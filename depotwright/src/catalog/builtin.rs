//! Built-in application table.

use super::culture::Culture;
use super::model::{Application, Depot, SharedFile};

const INSTALL_SCRIPT: &str = "installscript.vdf";

fn cultures(codes: &[&str]) -> Vec<Culture> {
    codes.iter().filter_map(|code| Culture::find(code)).collect()
}

fn invariant() -> Vec<Culture> {
    vec![Culture::INVARIANT]
}

fn depot(id: u32, name: &str, base_name: &str, optional: bool, cultures: Vec<Culture>) -> Depot {
    Depot::new(id, name, base_name, optional, cultures)
}

fn script() -> Option<String> {
    Some(INSTALL_SCRIPT.to_string())
}

/// Applications supported out of the box.
pub fn applications() -> Vec<Application> {
    vec![
        defcon(),
        x3_terran_conflict(),
        rage(),
        skyrim(),
        supreme_ruler_cold_war(),
        dead_island(),
        eye(),
        terraria(),
        x3_albion_prelude(),
        skyrim_creation_kit(),
    ]
}

fn defcon() -> Application {
    Application::new(1520, "DEFCON", "Defcon", None).with_depot(depot(
        1521,
        "Defcon Content",
        "Defcon Content",
        false,
        cultures(&["en", "fr", "it", "de", "es"]),
    ))
}

fn x3_terran_conflict() -> Application {
    Application::new(2820, "X3: Terran Conflict", "X3 Terran Conflict", script())
        .with_depot(depot(2827, "X3: A Sunny Place", "x3tc DLC", true, invariant()))
        .with_depot(depot(2826, "X3 Soundtrack", "X3 Soundtrack", true, invariant()))
        .with_depot(depot(
            2821,
            "X3: Terran Conflict content",
            "X3 Terran Conflict content",
            false,
            invariant(),
        ))
        .with_depot(depot(
            2822,
            "X3: Terran Conflict German",
            "X3 Terran Conflict German",
            true,
            cultures(&["de"]),
        ))
        .with_depot(depot(
            2823,
            "X3: Terran Conflict French",
            "X3 Terran Conflict French",
            true,
            cultures(&["fr"]),
        ))
        .with_depot(depot(
            2824,
            "X3: Terran Conflict Italian",
            "X3 Terran Conflict Italian",
            true,
            cultures(&["it"]),
        ))
        .with_depot(depot(
            2825,
            "X3: Terran Conflict English",
            "X3 Terran Conflict English",
            true,
            cultures(&["en"]),
        ))
        .with_depot(depot(
            2828,
            "X3: Terran Conflict Russian",
            "X3TC Russian",
            true,
            cultures(&["ru"]),
        ))
}

fn rage() -> Application {
    let app = Application::new(9200, "RAGE", "RAGE", script())
        .with_depot(depot(9201, "RAGEDepot", "RAGEDepot", false, invariant()))
        .with_depot(depot(
            9240,
            "Rage Authority Pack DLC",
            "Rage Authority Pack DLC",
            true,
            invariant(),
        ))
        .with_depot(depot(9241, "Rage Sewers DLC", "Rage Sewers DLC", true, invariant()))
        .with_depot(depot(9239, "RAGE_EXEDepot", "RAGE_EXEDepot", false, invariant()))
        .with_depot(depot(9238, "RagePatch1Depot", "RagePatch1Depot", false, invariant()));

    let languages = [
        (9202, "english", "en"),
        (9203, "french", "fr"),
        (9204, "spanish", "es"),
        (9205, "italian", "it"),
        (9206, "german", "de"),
        (9207, "Japanese", "ja"),
        (9208, "Russian", "ru"),
        (9209, "Czech", "cs"),
        (9210, "Polish", "pl"),
    ];
    let app = languages.iter().fold(app, |app, (id, language, code)| {
        let name = format!("RAGE {}", language);
        app.with_depot(depot(*id, &name, &name, true, cultures(&[code])))
    });

    // French reuses the intro videos of the main depot; Russian, Czech and
    // Polish reuse the English streamed audio.
    app.with_shared_file(SharedFile::new(
        "common/rage/base/video/loadvideo_french.bik",
        9201,
        vec![9203],
    ))
    .with_shared_file(SharedFile::new(
        "common/rage/mp/base/video/loadvideo_french.bik",
        9201,
        vec![9203],
    ))
    .with_shared_file(SharedFile::new(
        "common/rage/base/english.streamed",
        9202,
        vec![9208, 9209, 9210],
    ))
    .with_shared_file(SharedFile::new(
        "common/rage/mp/base/english.streamed",
        9202,
        vec![9208, 9209, 9210],
    ))
}

fn skyrim() -> Application {
    let app = Application::new(72850, "The Elder Scrolls V: Skyrim", "Skyrim", script())
        .with_depot(depot(72851, "Skyrim Content", "Skyrim Content", false, invariant()))
        .with_depot(depot(72852, "Skyrim exe", "Skyrim exe", true, invariant()))
        .with_depot(depot(
            202485,
            "Skyrim High Resolution Texture Pack",
            "Skyrim High Resolution Texture Pack",
            true,
            invariant(),
        ));

    let languages = [
        (72853, "english", "Skyrim english", "en"),
        (72854, "french", "Skyrim french", "fr"),
        (72855, "italian", "Skyrim italian", "it"),
        (72856, "german", "Skyrim german", "de"),
        (72857, "spanish", "Skyrim spanish", "es"),
        (72858, "Polish", "Skyrim Polish", "pl"),
        (72859, "Czech", "Skyrim Czech", "cs"),
        (72860, "Russian", "Skyrim Russian", "ru"),
        (
            72861,
            "Japanese",
            "The Elder Scrolls V Skyrim Japanese",
            "ja",
        ),
    ];
    let app = languages
        .iter()
        .fold(app, |app, (id, language, base_name, code)| {
            let name = format!("The Elder Scrolls V: Skyrim {}", language);
            app.with_depot(depot(*id, &name, base_name, true, cultures(&[code])))
        });

    // Polish and Czech ship text only and reuse the English voices.
    app.with_shared_file(SharedFile::new(
        "common/Skyrim/Data/Skyrim - Voices.bsa",
        72853,
        vec![72858, 72859],
    ))
    .with_shared_file(SharedFile::new(
        "common/Skyrim/Data/Skyrim - VoicesExtra.bsa",
        72853,
        vec![72858, 72859],
    ))
}

fn supreme_ruler_cold_war() -> Application {
    Application::new(73220, "Supreme Ruler: Cold War", "Supreme Ruler Cold War", None).with_depot(
        depot(
            73221,
            "Supreme Ruler Cold War content",
            "Supreme Ruler Cold War content",
            false,
            cultures(&["en", "fr", "de", "es"]),
        ),
    )
}

fn dead_island() -> Application {
    let app = Application::new(91310, "Dead Island", "Dead Island", script())
        .with_depot(depot(
            91318,
            "Dead Island Binaries",
            "Dead Island Binaries",
            true,
            invariant(),
        ))
        .with_depot(depot(
            91311,
            "Dead Island GameContent",
            "Dead Island GameContent",
            false,
            invariant(),
        ))
        .with_depot(depot(91342, "Dead Island: Ripper_2.0", "Ripper_2.0", true, invariant()))
        .with_depot(depot(
            91345,
            "Dead Island: Bloodbath",
            "Dead Island Bloodbath",
            true,
            invariant(),
        ))
        .with_depot(depot(91346, "Dead Island: Ryder", "Dead Island Ryder", true, invariant()))
        .with_depot(depot(
            91347,
            "Dead Island SpeechRu",
            "Dead Island SpeechRu",
            true,
            invariant(),
        ))
        .with_depot(depot(200931, "DeadIslSndContent", "DeadIslSndContent", true, invariant()))
        .with_depot(depot(
            201741,
            "Dead Island Bloodbath VoiceOver Content",
            "BloodbathEN",
            true,
            invariant(),
        ));

    let languages = [
        (91312, "english", "en"),
        (91313, "french", "fr"),
        (91314, "italian", "it"),
        (91315, "german", "de"),
        (91316, "spanish", "es"),
        (91317, "Polish", "pl"),
        (91341, "Czech", "cs"),
        (91343, "Russian", "ru"),
        (91348, "Japanese", "ja"),
    ];
    let app = languages.iter().fold(app, |app, (id, language, code)| {
        let name = format!("Dead Island {}", language);
        app.with_depot(depot(*id, &name, &name, true, cultures(&[code])))
    });

    app.with_depot(depot(
        201742,
        "Dead Island Russian Bloodbath DLC",
        "BloodbathRU",
        true,
        cultures(&["ru"]),
    ))
    .with_depot(depot(
        201743,
        "Dead Island Japanese Bloodbath DLC",
        "BloodbathJP",
        true,
        cultures(&["ja"]),
    ))
}

fn eye() -> Application {
    Application::new(91700, "E.Y.E", "EYE", None).with_depot(depot(
        91701,
        "E.Y.E content",
        "E.Y.E content",
        false,
        cultures(&["en", "fr"]),
    ))
}

fn terraria() -> Application {
    Application::new(105600, "Terraria", "Terraria", script()).with_depot(depot(
        105601,
        "TerrariaRelease",
        "TerrariaRelease",
        false,
        cultures(&["en", "fr", "it", "de", "es"]),
    ))
}

fn x3_albion_prelude() -> Application {
    Application::new(
        201310,
        "X3: Albion Prelude",
        "x3 terran conflict",
        Some("installscript-x3ap.vdf".to_string()),
    )
    .with_depot(depot(
        201311,
        "X3: Albion Prelude content",
        "x3ap content",
        false,
        invariant(),
    ))
    .with_depot(depot(
        201312,
        "X3: Albion Prelude english",
        "X3AP english",
        true,
        cultures(&["en"]),
    ))
    .with_depot(depot(
        201313,
        "X3: Albion Prelude german",
        "X3AP german",
        true,
        cultures(&["de"]),
    ))
    .with_depot(depot(
        201314,
        "X3: Albion Prelude french",
        "X3AP french",
        true,
        cultures(&["fr"]),
    ))
    .with_depot(depot(
        201315,
        "X3: Albion Prelude italian",
        "X3AP italian",
        true,
        cultures(&["it"]),
    ))
    .with_depot(depot(
        201316,
        "X3: Albion Prelude Russian",
        "X3AP Russian",
        true,
        cultures(&["ru"]),
    ))
    // The Russian depot reuses two English movie files.
    .with_shared_file(SharedFile::new(
        "common/x3 terran conflict/addon/mov/00144.dat",
        201312,
        vec![201316],
    ))
    .with_shared_file(SharedFile::new(
        "common/x3 terran conflict/addon/mov/00244.dat",
        201312,
        vec![201316],
    ))
}

fn skyrim_creation_kit() -> Application {
    Application::new(202480, "The Elder Scrolls V: Skyrim Creation Kit", "skyrim", None)
        .with_depot(depot(
            202481,
            "CreationKit Main",
            "CreationKit Main",
            false,
            cultures(&["en"]),
        ))
}

#[cfg(test)]
mod tests {
    use super::*;

    #[test]
    fn test_builtin_ids_are_unique() {
        let apps = applications();
        let mut ids: Vec<u32> = apps.iter().map(Application::id).collect();
        ids.sort_unstable();
        ids.dedup();
        assert_eq!(ids.len(), apps.len());
    }

    #[test]
    fn test_shared_files_reference_existing_depots() {
        for app in applications() {
            for shared in app.shared_files() {
                assert!(app.depot(shared.source()).is_some(), "{}", app.name());
                for client in shared.clients() {
                    assert!(app.depot(*client).is_some(), "{}", app.name());
                }
            }
        }
    }

    #[test]
    fn test_rage_language_depots() {
        let rage = rage();
        let french = rage.depot(9203).unwrap();
        assert_eq!(french.base_name(), "RAGE french");
        assert!(french.is_optional());
        assert_eq!(french.cultures()[0].code(), "fr");
        assert_eq!(rage.shared_files().len(), 4);
    }

    #[test]
    fn test_every_depot_has_cultures() {
        for app in applications() {
            for depot in app.depots() {
                assert!(!depot.cultures().is_empty());
            }
        }
    }
}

What you will do: Filter the records down to the lines containing the word "iter", and copy those.

Exercise response:
    codes.iter().filter_map(|code| Culture::find(code)).collect()
    let app = languages.iter().fold(app, |app, (id, language, code)| {
        .iter()
    let app = languages.iter().fold(app, |app, (id, language, code)| {
        let mut ids: Vec<u32> = apps.iter().map(Application::id).collect();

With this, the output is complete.